To do
Here are some entries. Repeat all of them exactly.

- - -

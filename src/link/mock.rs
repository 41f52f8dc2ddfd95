//! Link test doubles
//!
//! [`MockPhy`] keeps per kind receive queues, records every transmitted
//! frame and can answer transmissions through a responder closure, so MAC
//! scenarios can script a peer station. Clones share state.

use std::collections::VecDeque;
use std::ops::Deref;
use std::sync::{Arc, Mutex, MutexGuard};

use crate::error::LinkError;
use crate::frame::{self, Frame};
use crate::service::UpperBuffer;
use crate::timer::mock::MockTimer;
use super::{PhyLink, TailKind};

/// A frame handed to the PHY
#[derive(Debug, Clone, PartialEq)]
pub struct Sent {
    pub bytes: Vec<u8>,
    pub encoding: u8,
    pub timestamp_us: u64,
}

impl Sent {
    pub fn frame(&self) -> Frame {
        frame::decode(&self.bytes).unwrap()
    }
}

/// Produces the frames a peer sends back in response to a transmission
pub type Responder = Box<dyn FnMut(&Frame) -> Vec<(TailKind, Vec<u8>)> + Send>;

struct Inner {
    data: VecDeque<Vec<u8>>,
    ack: VecDeque<Vec<u8>>,
    rts: VecDeque<Vec<u8>>,
    cts: VecDeque<Vec<u8>>,
    sent: Vec<Sent>,

    cca: VecDeque<f32>,
    cca_default: f32,

    node: Option<u8>,
    sample_rate: Option<f64>,

    responder: Option<Responder>,
    latency: Option<(MockTimer, u64)>,
    calls: usize,
}

impl Inner {
    fn queue(&mut self, kind: TailKind) -> Option<&mut VecDeque<Vec<u8>>> {
        match kind {
            TailKind::Data => Some(&mut self.data),
            TailKind::Ack => Some(&mut self.ack),
            TailKind::Rts => Some(&mut self.rts),
            TailKind::Cts => Some(&mut self.cts),
            _ => None,
        }
    }

    fn call(&mut self) {
        self.calls += 1;
        if let Some((t, us)) = &self.latency {
            t.advance_us(*us);
        }
    }
}

/// Scripted PHY
#[derive(Clone)]
pub struct MockPhy(Arc<Mutex<Inner>>);

impl Default for MockPhy {
    fn default() -> Self {
        Self::new()
    }
}

impl MockPhy {
    pub fn new() -> Self {
        Self(Arc::new(Mutex::new(Inner {
            data: VecDeque::new(),
            ack: VecDeque::new(),
            rts: VecDeque::new(),
            cts: VecDeque::new(),
            sent: Vec::new(),
            cca: VecDeque::new(),
            cca_default: -90.0,
            node: None,
            sample_rate: None,
            responder: None,
            latency: None,
            calls: 0,
        })))
    }

    fn inner(&self) -> MutexGuard<'_, Inner> {
        self.0.lock().unwrap()
    }

    /// Queue a received frame
    pub fn push(&self, kind: TailKind, frame: Vec<u8>) {
        if let Some(q) = self.inner().queue(kind) {
            q.push_back(frame);
        }
    }

    pub fn queued(&self, kind: TailKind) -> usize {
        self.inner().queue(kind).map(|q| q.len()).unwrap_or(0)
    }

    /// Frames transmitted so far
    pub fn sent(&self) -> Vec<Sent> {
        self.inner().sent.clone()
    }

    /// Take the frames transmitted since the last call
    pub fn take_sent(&self) -> Vec<Sent> {
        std::mem::take(&mut self.inner().sent)
    }

    /// Decoded transmitted frames
    pub fn sent_frames(&self) -> Vec<Frame> {
        self.inner().sent.iter().map(|s| s.frame()).collect()
    }

    /// Channel power readings returned by successive CCA requests
    pub fn set_cca(&self, readings: &[f32]) {
        self.inner().cca = readings.iter().copied().collect();
    }

    /// Channel power once the scripted readings run out
    pub fn set_cca_default(&self, dbw: f32) {
        self.inner().cca_default = dbw;
    }

    pub fn set_node(&self, node: u8) {
        self.inner().node = Some(node);
    }

    pub fn set_sample_rate(&self, rate: f64) {
        self.inner().sample_rate = Some(rate);
    }

    /// Answer transmissions with frames from a scripted peer
    pub fn set_responder<F>(&self, f: F)
    where
        F: FnMut(&Frame) -> Vec<(TailKind, Vec<u8>)> + Send + 'static,
    {
        self.inner().responder = Some(Box::new(f));
    }

    /// Advance a virtual clock by `us` on every PHY call
    pub fn set_latency(&self, timer: MockTimer, us: u64) {
        self.inner().latency = Some((timer, us));
    }

    /// Number of PHY calls made
    pub fn calls(&self) -> usize {
        self.inner().calls
    }
}

impl PhyLink for MockPhy {
    fn tail(&mut self, kind: TailKind) -> Result<Option<Vec<u8>>, LinkError> {
        let mut i = self.inner();
        i.call();

        let v = match kind {
            TailKind::Node => i.node.map(|n| vec![n]),
            TailKind::SampRate => i.sample_rate.map(|r| r.to_le_bytes().to_vec()),
            k => i.queue(k).and_then(|q| q.pop_front()),
        };
        Ok(v)
    }

    fn transmit(&mut self, bytes: &[u8], encoding: u8, timestamp_us: u64) -> Result<(), LinkError> {
        let mut i = self.inner();
        i.call();

        i.sent.push(Sent{ bytes: bytes.to_vec(), encoding, timestamp_us });

        let replies = match (frame::decode(bytes), i.responder.as_mut()) {
            (Ok(f), Some(r)) => r(&f),
            _ => Vec::new(),
        };
        for (kind, f) in replies {
            if let Some(q) = i.queue(kind) {
                q.push_back(f);
            }
        }

        Ok(())
    }

    fn cca(&mut self) -> Result<f32, LinkError> {
        let mut i = self.inner();
        i.call();

        let d = i.cca_default;
        Ok(i.cca.pop_front().unwrap_or(d))
    }
}

/// Upper layer double, an [`UpperBuffer`] shared between a test and the MAC
#[derive(Clone, Default)]
pub struct MockUpper(Arc<UpperBuffer>);

impl MockUpper {
    pub fn new() -> Self {
        Self::default()
    }
}

impl Deref for MockUpper {
    type Target = UpperBuffer;

    fn deref(&self) -> &UpperBuffer {
        &self.0
    }
}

- - -

Written answer
filename src/link/mock.rs
repository 41f52f8dc2ddfd95
//! Link test doubles
//!
//! [`MockPhy`] keeps per kind receive queues, records every transmitted
//! frame and can answer transmissions through a responder closure, so MAC
//! scenarios can script a peer station. Clones share state.

use std::collections::VecDeque;
use std::ops::Deref;
use std::sync::{Arc, Mutex, MutexGuard};

use crate::error::LinkError;
use crate::frame::{self, Frame};
use crate::service::UpperBuffer;
use crate::timer::mock::MockTimer;
use super::{PhyLink, TailKind};

/// A frame handed to the PHY
#[derive(Debug, Clone, PartialEq)]
pub struct Sent {
    pub bytes: Vec<u8>,
    pub encoding: u8,
    pub timestamp_us: u64,
}

impl Sent {
    pub fn frame(&self) -> Frame {
        frame::decode(&self.bytes).unwrap()
    }
}

/// Produces the frames a peer sends back in response to a transmission
pub type Responder = Box<dyn FnMut(&Frame) -> Vec<(TailKind, Vec<u8>)> + Send>;

struct Inner {
    data: VecDeque<Vec<u8>>,
    ack: VecDeque<Vec<u8>>,
    rts: VecDeque<Vec<u8>>,
    cts: VecDeque<Vec<u8>>,
    sent: Vec<Sent>,

    cca: VecDeque<f32>,
    cca_default: f32,

    node: Option<u8>,
    sample_rate: Option<f64>,

    responder: Option<Responder>,
    latency: Option<(MockTimer, u64)>,
    calls: usize,
}

impl Inner {
    fn queue(&mut self, kind: TailKind) -> Option<&mut VecDeque<Vec<u8>>> {
        match kind {
            TailKind::Data => Some(&mut self.data),
            TailKind::Ack => Some(&mut self.ack),
            TailKind::Rts => Some(&mut self.rts),
            TailKind::Cts => Some(&mut self.cts),
            _ => None,
        }
    }

    fn call(&mut self) {
        self.calls += 1;
        if let Some((t, us)) = &self.latency {
            t.advance_us(*us);
        }
    }
}

/// Scripted PHY
#[derive(Clone)]
pub struct MockPhy(Arc<Mutex<Inner>>);

impl Default for MockPhy {
    fn default() -> Self {
        Self::new()
    }
}

impl MockPhy {
    pub fn new() -> Self {
        Self(Arc::new(Mutex::new(Inner {
            data: VecDeque::new(),
            ack: VecDeque::new(),
            rts: VecDeque::new(),
            cts: VecDeque::new(),
            sent: Vec::new(),
            cca: VecDeque::new(),
            cca_default: -90.0,
            node: None,
            sample_rate: None,
            responder: None,
            latency: None,
            calls: 0,
        })))
    }

    fn inner(&self) -> MutexGuard<'_, Inner> {
        self.0.lock().unwrap()
    }

    /// Queue a received frame
    pub fn push(&self, kind: TailKind, frame: Vec<u8>) {
        if let Some(q) = self.inner().queue(kind) {
            q.push_back(frame);
        }
    }

    pub fn queued(&self, kind: TailKind) -> usize {
        self.inner().queue(kind).map(|q| q.len()).unwrap_or(0)
    }

    /// Frames transmitted so far
    pub fn sent(&self) -> Vec<Sent> {
        self.inner().sent.clone()
    }

    /// Take the frames transmitted since the last call
    pub fn take_sent(&self) -> Vec<Sent> {
        std::mem::take(&mut self.inner().sent)
    }

    /// Decoded transmitted frames
    pub fn sent_frames(&self) -> Vec<Frame> {
        self.inner().sent.iter().map(|s| s.frame()).collect()
    }

    /// Channel power readings returned by successive CCA requests
    pub fn set_cca(&self, readings: &[f32]) {
        self.inner().cca = readings.iter().copied().collect();
    }

    /// Channel power once the scripted readings run out
    pub fn set_cca_default(&self, dbw: f32) {
        self.inner().cca_default = dbw;
    }

    pub fn set_node(&self, node: u8) {
        self.inner().node = Some(node);
    }

    pub fn set_sample_rate(&self, rate: f64) {
        self.inner().sample_rate = Some(rate);
    }

    /// Answer transmissions with frames from a scripted peer
    pub fn set_responder<F>(&self, f: F)
    where
        F: FnMut(&Frame) -> Vec<(TailKind, Vec<u8>)> + Send + 'static,
    {
        self.inner().responder = Some(Box::new(f));
    }

    /// Advance a virtual clock by `us` on every PHY call
    pub fn set_latency(&self, timer: MockTimer, us: u64) {
        self.inner().latency = Some((timer, us));
    }

    /// Number of PHY calls made
    pub fn calls(&self) -> usize {
        self.inner().calls
    }
}

impl PhyLink for MockPhy {
    fn tail(&mut self, kind: TailKind) -> Result<Option<Vec<u8>>, LinkError> {
        let mut i = self.inner();
        i.call();

        let v = match kind {
            TailKind::Node => i.node.map(|n| vec![n]),
            TailKind::SampRate => i.sample_rate.map(|r| r.to_le_bytes().to_vec()),
            k => i.queue(k).and_then(|q| q.pop_front()),
        };
        Ok(v)
    }

    fn transmit(&mut self, bytes: &[u8], encoding: u8, timestamp_us: u64) -> Result<(), LinkError> {
        let mut i = self.inner();
        i.call();

        i.sent.push(Sent{ bytes: bytes.to_vec(), encoding, timestamp_us });

        let replies = match (frame::decode(bytes), i.responder.as_mut()) {
            (Ok(f), Some(r)) => r(&f),
            _ => Vec::new(),
        };
        for (kind, f) in replies {
            if let Some(q) = i.queue(kind) {
                q.push_back(f);
            }
        }

        Ok(())
    }

    fn cca(&mut self) -> Result<f32, LinkError> {
        let mut i = self.inner();
        i.call();

        let d = i.cca_default;
        Ok(i.cca.pop_front().unwrap_or(d))
    }
}

/// Upper layer double, an [`UpperBuffer`] shared between a test and the MAC
#[derive(Clone, Default)]
pub struct MockUpper(Arc<UpperBuffer>);

impl MockUpper {
    pub fn new() -> Self {
        Self::default()
    }
}

impl Deref for MockUpper {
    type Target = UpperBuffer;

    fn deref(&self) -> &UpperBuffer {
        &self.0
    }
}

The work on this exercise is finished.